Ruth Bader Ginsberg and the Economics of Equality

When traveling, I like to catch up on movies in my hotel room. The Ruth Bader Ginsberg movie, On the Basis of Sex, is a walk down history lane and should possibly be required-watching for all Americans. It is easy, when reciting a gratitude list, to omit and take for granted today’s equality for both men and women. It was just a mere 40 years ago that men were not recognized in a court of law as care givers and therefore disqualified from tax relief and other compensations like women. Likewise, women weren’t recognized as head of household, thus unable to apply for a credit card or mortgage without a husband’s signature.

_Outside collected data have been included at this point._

// SPDX-License-Identifier: MIT
// SPDX-FileCopyrightText: 2025 Jonathan D. A. Jewell <hyperpolymath>

//! Indexes files on disk into the file index

use base64::{engine::general_purpose::STANDARD, Engine};
use chrono::{DateTime, Local, Utc};
use serde::Deserialize;
use std::fs::{self, File};
use std::io::{self, BufWriter, Write};
use std::path::Path;
use std::time::SystemTime;
use tracing::{debug, error, info, warn};

use crate::ai::{parse_json_reply, LocalModel};
use crate::categorizer::Categorizer;
use crate::db::{FileIndex, FileRecord, NewFile};
use crate::fsops::absolutize;
use crate::Result;

/// Images larger than this are not sent to the vision model
const MAX_VISION_BYTES: u64 = 20 * 1024 * 1024;

const VISION_PROMPT: &str = "Describe this image for a file search index. Respond with JSON only: \
{\"label\": \"<one or two word subject>\", \"tags\": [\"<tag>\", ...], \"caption\": \"<one sentence>\"}";

#[derive(Debug, Clone, Copy, PartialEq, Eq)]
pub enum IndexOutcome {
    Indexed(i64),
    Unchanged(i64),
    NotFound,
    Ignored,
}

#[derive(Debug, Clone, Copy, Default, PartialEq, Eq)]
pub struct ReindexStats {
    pub updated: usize,
    pub unchanged: usize,
    pub not_found: usize,
    pub errors: usize,
}

#[derive(Debug, Clone, Copy, PartialEq, Eq)]
pub enum ExportFormat {
    Csv,
    Txt,
}

impl std::str::FromStr for ExportFormat {
    type Err = String;

    fn from_str(s: &str) -> std::result::Result<Self, Self::Err> {
        match s.to_lowercase().as_str() {
            "csv" => Ok(ExportFormat::Csv),
            "txt" | "text" => Ok(ExportFormat::Txt),
            other => Err(format!("unknown export format '{}'", other)),
        }
    }
}

#[derive(Debug, Default, Deserialize)]
struct VisionReply {
    label: Option<String>,
    #[serde(default)]
    tags: Vec<String>,
    caption: Option<String>,
}

/// blake3 digest of a file's contents, streamed
pub fn hash_file(path: &Path) -> Result<String> {
    let mut hasher = blake3::Hasher::new();
    let mut file = File::open(path)?;
    io::copy(&mut file, &mut hasher)?;
    Ok(hasher.finalize().to_hex().to_string())
}

fn to_utc(time: io::Result<SystemTime>) -> Option<DateTime<Utc>> {
    time.ok().map(DateTime::<Utc>::from)
}

pub struct Indexer {
    index: FileIndex,
    categorizer: Categorizer,
    vision: Option<LocalModel>,
}

impl Indexer {
    pub fn new(index: FileIndex, categorizer: Categorizer) -> Self {
        Self { index, categorizer, vision: None }
    }

    /// Label images with a local vision model
    pub fn with_vision(mut self, model: LocalModel) -> Self {
        self.vision = Some(model);
        self
    }

    pub fn index(&self) -> &FileIndex {
        &self.index
    }

    /// Index one file; unchanged files are left alone unless `force` is set
    ///
    /// Relative paths are stored joined onto the working directory.
    pub async fn index_file(&self, path: &Path, force: bool) -> Result<IndexOutcome> {
        let path = absolutize(path);
        let path = path.as_path();
        if !path.is_file() {
            return Ok(IndexOutcome::NotFound);
        }
        if self.categorizer.should_ignore(path) {
            return Ok(IndexOutcome::Ignored);
        }

        let metadata = fs::metadata(path)?;
        let hash = hash_file(path)?;
        let path_str = path.to_string_lossy().to_string();

        if !force {
            if let Some(existing) = self.index.get_file_by_path(&path_str)? {
                if existing.file_size == metadata.len() && existing.content_hash.as_deref() == Some(hash.as_str()) {
                    debug!("Unchanged: {:?}", path);
                    return Ok(IndexOutcome::Unchanged(existing.id));
                }
            }
        }

        let category = self.categorizer.categorize(path).category;
        let mut record = NewFile {
            file_path: path_str,
            file_name: path
                .file_name()
                .map(|n| n.to_string_lossy().to_string())
                .unwrap_or_default(),
            file_extension: path
                .extension()
                .map(|e| format!(".{}", e.to_string_lossy().to_lowercase()))
                .unwrap_or_default(),
            file_size: metadata.len(),
            category: Some(category.clone()),
            content_hash: Some(hash),
            created_date: to_utc(metadata.created()),
            modified_date: to_utc(metadata.modified()),
            ..NewFile::default()
        };

        if category == "Images" && metadata.len() <= MAX_VISION_BYTES {
            if let Some(model) = &self.vision {
                match self.describe_image(model, path).await {
                    Ok(Some(reply)) => {
                        record.label = reply.label;
                        record.tags = reply.tags;
                        record.caption = reply.caption;
                        record.ai_source = Some("ollama".to_string());
                    }
                    Ok(None) => debug!("No usable vision reply for {:?}", path),
                    Err(e) => debug!("Vision analysis failed for {:?}: {}", path, e),
                }
            }
        }

        let id = self.index.upsert_file(&record)?;
        Ok(IndexOutcome::Indexed(id))
    }

    async fn describe_image(&self, model: &LocalModel, path: &Path) -> Result<Option<VisionReply>> {
        let image = STANDARD.encode(fs::read(path)?);
        let reply = model
            .client()
            .generate_with_image(model.model(), VISION_PROMPT, &image)
            .await?;
        Ok(parse_json_reply(&reply).and_then(|v| serde_json::from_value(v).ok()))
    }

    /// Re-index paths; `progress(done, total)` fires every 5 files and on the last
    pub async fn reindex<P, F>(&self, paths: &[P], force: bool, mut progress: F) -> ReindexStats
    where
        P: AsRef<Path>,
        F: FnMut(usize, usize),
    {
        let mut stats = ReindexStats::default();
        let total = paths.len();

        for (i, path) in paths.iter().enumerate() {
            let path = path.as_ref();
            match self.index_file(path, force).await {
                Ok(IndexOutcome::Indexed(_)) => stats.updated += 1,
                Ok(IndexOutcome::Unchanged(_)) | Ok(IndexOutcome::Ignored) => stats.unchanged += 1,
                Ok(IndexOutcome::NotFound) => {
                    debug!("File not found for reindex: {:?}", path);
                    stats.not_found += 1;
                }
                Err(e) => {
                    error!("Error reindexing {:?}: {}", path, e);
                    stats.errors += 1;
                }
            }

            if i % 5 == 0 || i + 1 == total {
                progress(i + 1, total);
            }
        }

        info!(
            "Reindex complete: {} updated, {} not found, {} errors",
            stats.updated, stats.not_found, stats.errors
        );
        stats
    }

    /// Index every file under `root`
    pub async fn index_folder(&self, root: &Path, recursive: bool, force: bool) -> Result<ReindexStats> {
        let max_depth = if recursive { usize::MAX } else { 1 };
        let paths: Vec<_> = walkdir::WalkDir::new(root)
            .max_depth(max_depth)
            .into_iter()
            .filter_map(|e| match e {
                Ok(entry) => Some(entry),
                Err(err) => {
                    warn!("Skipping unreadable entry: {}", err);
                    None
                }
            })
            .filter(|e| e.file_type().is_file())
            .map(|e| e.into_path())
            .collect();

        Ok(self.reindex(&paths, force, |_, _| {}).await)
    }
}

fn csv_field(value: &str) -> String {
    if value.contains([',', '"', '\n', '\r']) {
        format!("\"{}\"", value.replace('"', "\"\""))
    } else {
        value.to_string()
    }
}

fn fmt_date(date: &Option<DateTime<Utc>>) -> String {
    date.map(|d| d.to_rfc3339()).unwrap_or_default()
}

/// Write records as CSV or a readable text listing
pub fn export_file_list(records: &[FileRecord], path: &Path, format: ExportFormat) -> Result<()> {
    let mut out = BufWriter::new(File::create(path)?);

    match format {
        ExportFormat::Csv => {
            if !records.is_empty() {
                writeln!(
                    out,
                    "file_name,file_path,category,file_size,label,tags,caption,created_date,modified_date"
                )?;
            }
            for r in records {
                let row = [
                    csv_field(&r.file_name),
                    csv_field(&r.file_path),
                    csv_field(r.category.as_deref().unwrap_or("")),
                    r.file_size.to_string(),
                    csv_field(r.label.as_deref().unwrap_or("")),
                    csv_field(&r.tags.join(", ")),
                    csv_field(r.caption.as_deref().unwrap_or("")),
                    fmt_date(&r.created_date),
                    fmt_date(&r.modified_date),
                ];
                writeln!(out, "{}", row.join(","))?;
            }
        }
        ExportFormat::Txt => {
            writeln!(out, "Exported File List - {}", Local::now().format("%Y-%m-%d %H:%M:%S"))?;
            writeln!(out, "{}\n", "=".repeat(80))?;
            for r in records {
                writeln!(out, "Name: {}", r.file_name)?;
                writeln!(out, "Path: {}", r.file_path)?;
                writeln!(out, "Category: {}", r.category.as_deref().unwrap_or("Unknown"))?;
                if !r.tags.is_empty() {
                    writeln!(out, "Tags: {}", r.tags.join(", "))?;
                }
                if let Some(label) = r.label.as_deref().filter(|l| !l.is_empty()) {
                    writeln!(out, "Label: {}", label)?;
                }
                if let Some(caption) = r.caption.as_deref().filter(|c| !c.is_empty()) {
                    writeln!(out, "Caption: {}", caption)?;
                }
                writeln!(out, "{}\n", "-".repeat(40))?;
            }
        }
    }

    out.flush()?;
    info!("Exported {} files to {:?}", records.len(), path);
    Ok(())
}
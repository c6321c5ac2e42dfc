// SPDX-License-Identifier: MIT
// SPDX-FileCopyrightText: 2025 Jonathan D. A. Jewell <hyperpolymath>

//! Packaging: bundle collection and installer generation

pub mod build;
pub mod bundle;
pub mod installer;

pub use build::{run_build, BuildOptions, BuildReport};
pub use bundle::{collect, collect_from, BundleManifest, BundleReport, BundleSpec, DataFile, ManifestEntry};
pub use installer::{format_version_quad, InstallerConfig, InstallerSpec, Privileges};
/// Installer settings persisted in the app config
#[derive(Debug, Clone, Serialize, Deserialize)]
pub struct InstallerConfig {
    #[serde(default = "default_publisher")]
    pub publisher: String,
    #[serde(default)]
    pub publisher_url: Option<String>,
    /// Fixed installer GUID; derived from the app name when unset
    #[serde(default)]
    pub app_id: Option<String>,
    #[serde(default)]
    pub privileges: Privileges,
    #[serde(default = "default_output_dir")]
    pub output_dir: String,
    #[serde(default = "default_output_base")]
    pub output_base_filename: String,
    #[serde(default = "default_script_path")]
    pub script_path: PathBuf,
    /// Raw `[Code]` section contents
    #[serde(default)]
    pub code: Option<String>,
}

fn default_publisher() -> String {
    "AI File Organizer".to_string()
}

fn default_output_dir() -> String {
    "Output".to_string()
}

fn default_output_base() -> String {
    "AI_File_Organizer_Setup".to_string()
}

fn default_script_path() -> PathBuf {
    PathBuf::from("installer.iss")
}

impl Default for InstallerConfig {
    fn default() -> Self {
        Self {
            publisher: default_publisher(),
            publisher_url: None,
            app_id: None,
            privileges: Privileges::default(),
            output_dir: default_output_dir(),
            output_base_filename: default_output_base(),
            script_path: default_script_path(),
            code: None,
        }
    }
}

#[derive(Debug, Clone, Serialize)]
pub struct SetupSection {
    /// Bare GUID, no braces
    pub app_id: String,
    pub app_name: String,
    pub app_version: String,
    pub publisher: String,
    pub publisher_url: Option<String>,
    pub default_dir_name: String,
    pub default_group_name: String,
    pub privileges: Privileges,
    pub output_dir: String,
    pub output_base_filename: String,
    pub setup_icon: Option<String>,
    pub compression: String,
    pub solid_compression: bool,
    pub wizard_style: String,
}

#[derive(Debug, Clone, Serialize)]
pub struct Language {
    pub name: String,
    pub messages_file: String,
}

#[derive(Debug, Clone, Serialize)]
pub struct Task {
    pub name: String,
    pub description: String,
    pub group_description: String,
    pub unchecked: bool,
    pub only_below_version: Option<String>,
}

#[derive(Debug, Clone, Serialize)]
pub struct FileRule {
    pub source: String,
    pub dest_dir: String,
    pub flags: Vec<String>,
}

#[derive(Debug, Clone, Serialize)]
pub struct IconRule {
    pub name: String,
    pub filename: String,
    pub tasks: Option<String>,
}

#[derive(Debug, Clone, Serialize)]
pub struct RunEntry {
    pub filename: String,
    pub description: String,
    pub flags: Vec<String>,
}

/// A complete installer description, one field per script section
#[derive(Debug, Clone, Serialize)]
pub struct InstallerSpec {
    pub setup: SetupSection,
    pub languages: Vec<Language>,
    pub tasks: Vec<Task>,
    pub files: Vec<FileRule>,
    pub icons: Vec<IconRule>,
    pub run: Vec<RunEntry>,
    pub code: Option<String>,
}

/// Deterministic installer GUID for an application name
pub fn derive_app_id(app_name: &str) -> String {
    Uuid::new_v5(&Uuid::NAMESPACE_URL, app_name.as_bytes())
        .to_string()
        .to_uppercase()
}

/// Pad or truncate a version to four numeric parts
///
/// `1.2` becomes `1.2.0.0`, `1.2.3-beta` becomes `1.2.3.0`, and
/// `1.2.3.4.5` becomes `1.2.3.4`.
pub fn format_version_quad(version: &str) -> String {
    let core = version
        .trim()
        .trim_start_matches(['v', 'V'])
        .split(['-', '+'])
        .next()
        .unwrap_or_default();

    let mut parts: Vec<u64> = core
        .split('.')
        .take(4)
        .map(|part| {
            let digits: String = part.chars().take_while(|c| c.is_ascii_digit()).collect();
            digits.parse().unwrap_or(0)
        })
        .collect();
    parts.resize(4, 0);

    parts
        .iter()
        .map(u64::to_string)
        .collect::<Vec<_>>()
        .join(".")
}

fn to_inno(path: &Path) -> String {
    path.to_string_lossy().replace('/', "\\")
}

/// `path` as the script at `script` must spell it
///
/// Inno Setup resolves relative paths against the script directory, so a
/// path under that directory stays relative and anything else becomes
/// absolute.
fn path_for_script(path: &Path, script: &Path) -> PathBuf {
    let path = absolutize(path);
    let script_dir = absolutize(script.parent().unwrap_or(Path::new("")));
    match path.strip_prefix(&script_dir) {
        Ok(rel) if !rel.as_os_str().is_empty() => rel.to_path_buf(),
        _ => path,
    }
}

/// Inside a quoted Inno value a double quote is written twice
fn quote(value: String) -> String {
    value.replace('"', "\"\"")
}

impl InstallerSpec {
    /// Default installer for a collected bundle, to be written at `script`
    pub fn for_bundle(
        bundle: &BundleSpec,
        bundle_dir: &Path,
        script: &Path,
        version: &str,
        config: &InstallerConfig,
    ) -> Self {
        let name = bundle.name.clone();
        let exe = format!("{{app}}\\{}.exe", name);

        let app_id = config
            .app_id
            .as_deref()
            .map(|id| id.trim_matches(['{', '}']).to_uppercase())
            .unwrap_or_else(|| derive_app_id(&name));

        let setup_icon = bundle
            .icon
            .as_deref()
            .map(absolutize)
            .filter(|icon| icon.is_file())
            .map(|icon| to_inno(&path_for_script(&icon, script)));

        let setup = SetupSection {
            app_id,
            app_name: name.clone(),
            app_version: version.to_string(),
            publisher: config.publisher.clone(),
            publisher_url: config.publisher_url.clone(),
            default_dir_name: format!("{{autopf}}\\{}", name),
            default_group_name: name.clone(),
            privileges: config.privileges,
            output_dir: config.output_dir.clone(),
            output_base_filename: config.output_base_filename.clone(),
            setup_icon,
            compression: "lzma2".to_string(),
            solid_compression: true,
            wizard_style: "modern".to_string(),
        };

        let tasks = vec![
            Task {
                name: "desktopicon".to_string(),
                description: "{cm:CreateDesktopIcon}".to_string(),
                group_description: "{cm:AdditionalIcons}".to_string(),
                unchecked: false,
                only_below_version: None,
            },
            Task {
                name: "quicklaunchicon".to_string(),
                description: "{cm:CreateQuickLaunchIcon}".to_string(),
                group_description: "{cm:AdditionalIcons}".to_string(),
                unchecked: true,
                only_below_version: Some("6.1".to_string()),
            },
        ];

        let files = vec![FileRule {
            source: format!("{}\\*", to_inno(&path_for_script(bundle_dir, script))),
            dest_dir: "{app}".to_string(),
            flags: ["ignoreversion", "recursesubdirs", "createallsubdirs"]
                .iter()
                .map(|f| f.to_string())
                .collect(),
        }];

        let icons = vec![
            IconRule {
                name: format!("{{group}}\\{}", name),
                filename: exe.clone(),
                tasks: None,
            },
            IconRule {
                name: format!("{{group}}\\{{cm:UninstallProgram,{}}}", name),
                filename: "{uninstallexe}".to_string(),
                tasks: None,
            },
            IconRule {
                name: format!("{{autodesktop}}\\{}", name),
                filename: exe.clone(),
                tasks: Some("desktopicon".to_string()),
            },
            IconRule {
                name: format!("{{userappdata}}\\Microsoft\\Internet Explorer\\Quick Launch\\{}", name),
                filename: exe.clone(),
                tasks: Some("quicklaunchicon".to_string()),
            },
        ];

        let run = vec![RunEntry {
            filename: exe,
            description: format!("{{cm:LaunchProgram,{}}}", name),
            flags: ["nowait", "postinstall", "skipifsilent"]
                .iter()
                .map(|f| f.to_string())
                .collect(),
        }];

        Self {
            setup,
            languages: vec![Language {
                name: "english".to_string(),
                messages_file: "compiler:Default.isl".to_string(),
            }],
            tasks,
            files,
            icons,
            run,
            code: config.code.clone().filter(|c| !c.trim().is_empty()),
        }
    }

    pub fn validate(&self) -> Result<()> {
        if self.setup.app_name.trim().is_empty() {
            return Err(OrganizerError::Packaging("Installer app name cannot be empty".to_string()));
        }
        if self.setup.app_version.trim().is_empty() {
            return Err(OrganizerError::Packaging("Installer version cannot be empty".to_string()));
        }
        Uuid::parse_str(&self.setup.app_id)
            .map_err(|e| OrganizerError::Packaging(format!("Invalid AppId '{}': {}", self.setup.app_id, e)))?;
        if self.files.is_empty() {
            return Err(OrganizerError::Packaging("Installer has no [Files] entries".to_string()));
        }

        for icon in &self.icons {
            let Some(tasks) = &icon.tasks else {
                continue;
            };
            for task in tasks.split_whitespace() {
                if !self.tasks.iter().any(|t| t.name == task) {
                    return Err(OrganizerError::Packaging(format!(
                        "Icon '{}' references undeclared task '{}'",
                        icon.name, task
                    )));
                }
            }
        }
        Ok(())
    }

    /// Render the Inno Setup script
    pub fn render(&self) -> Result<String> {
        let mut env = Environment::new();
        env.set_trim_blocks(true);
        env.set_lstrip_blocks(true);
        env.set_keep_trailing_newline(true);
        env.add_filter("q", quote);
        env.add_template("installer.iss", TEMPLATE)?;

        let script = env.get_template("installer.iss")?.render(context! {
            setup => &self.setup,
            app_id => format!("{{{{{}}}", self.setup.app_id),
            version_quad => format_version_quad(&self.setup.app_version),
            generator_version => crate::update::VERSION,
            languages => &self.languages,
            tasks => &self.tasks,
            files => &self.files,
            icons => &self.icons,
            run => &self.run,
            code => &self.code,
        })?;
        Ok(script)
    }

    pub fn write(&self, path: &Path) -> Result<()> {
        self.validate()?;
        if let Some(parent) = path.parent().filter(|p| !p.as_os_str().is_empty()) {
            fs::create_dir_all(parent)?;
        }
        fs::write(path, self.render()?)?;
        info!("Wrote installer script {}", path.display());
        Ok(())
    }

    /// Where the compiler puts the setup executable for `script`
    pub fn output_path(&self, script: &Path) -> PathBuf {
        let script_dir = script.parent().unwrap_or(Path::new(""));
        script_dir
            .join(&self.setup.output_dir)
            .join(format!("{}.exe", self.setup.output_base_filename))
    }

    /// Run the installer compiler on `script`
    pub fn compile(&self, script: &Path) -> Result<PathBuf> {
        let compiler = locate_compiler()?;
        info!("Compiling {} with {}", script.display(), compiler.display());

        let status = Command::new(&compiler)
            .arg(script)
            .status()
            .map_err(|e| OrganizerError::Packaging(format!("Failed to run {}: {}", compiler.display(), e)))?;
        if !status.success() {
            return Err(OrganizerError::Packaging(format!("ISCC failed with {}", status)));
        }
        Ok(self.output_path(script))
    }
}
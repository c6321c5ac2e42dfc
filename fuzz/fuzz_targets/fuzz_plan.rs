// SPDX-License-Identifier: MIT
// SPDX-FileCopyrightText: 2025 Jonathan D. A. Jewell <hyperpolymath>

#![no_main]

use ai_file_organizer::ai::parse_json_reply;
use ai_file_organizer::planner::OrganizationPlan;
use libfuzzer_sys::fuzz_target;
use std::collections::HashSet;

fuzz_target!(|data: &[u8]| {
    let Ok(reply) = std::str::from_utf8(data) else {
        return;
    };
    if let Some(value) = parse_json_reply(reply) {
        if let Ok(plan) = OrganizationPlan::from_value(&value) {
            let plan = plan.deduplicate();
            let valid: HashSet<i64> = (0..16).collect();
            let _ = plan.validate(&valid, 2);
            let _ = plan.to_value();
        }
    }
});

Prior to 1979, there had been 170 gender prohibiting laws created by Congress. These laws were not contrived out of malice. At the time, the lawmakers never imagined that a woman would one day, due to birth control and access to education, be able to work outside the home in the same capacity as a man. Or that a man would ever choose not to marry, thus having no wife to stay home with aging or infirmed family relations.

To change an enacted law is no small thing. It was RBG’s ambition and intelligence, coupled with her well-connected, progressive husband, that she was able to change 100 years of precedence. Together, capitalizing on the ever-changing world (“climate of the era”) and street demonstrations of college students and young adults, they compiled a case that changed the nine, male supreme court judges’ minds on gender equality and opened the way for our modern society with the Sexual Equality Under the Fourteenth and Equal Rights Amendments.

In the movie, I was struck by Ruth’s use of a quote that she learned in law school, “Courts ought not be affected by the weather of the day but will be by the climate of the era.” That is deep thinking and I had to say it over and over in my head to understand it.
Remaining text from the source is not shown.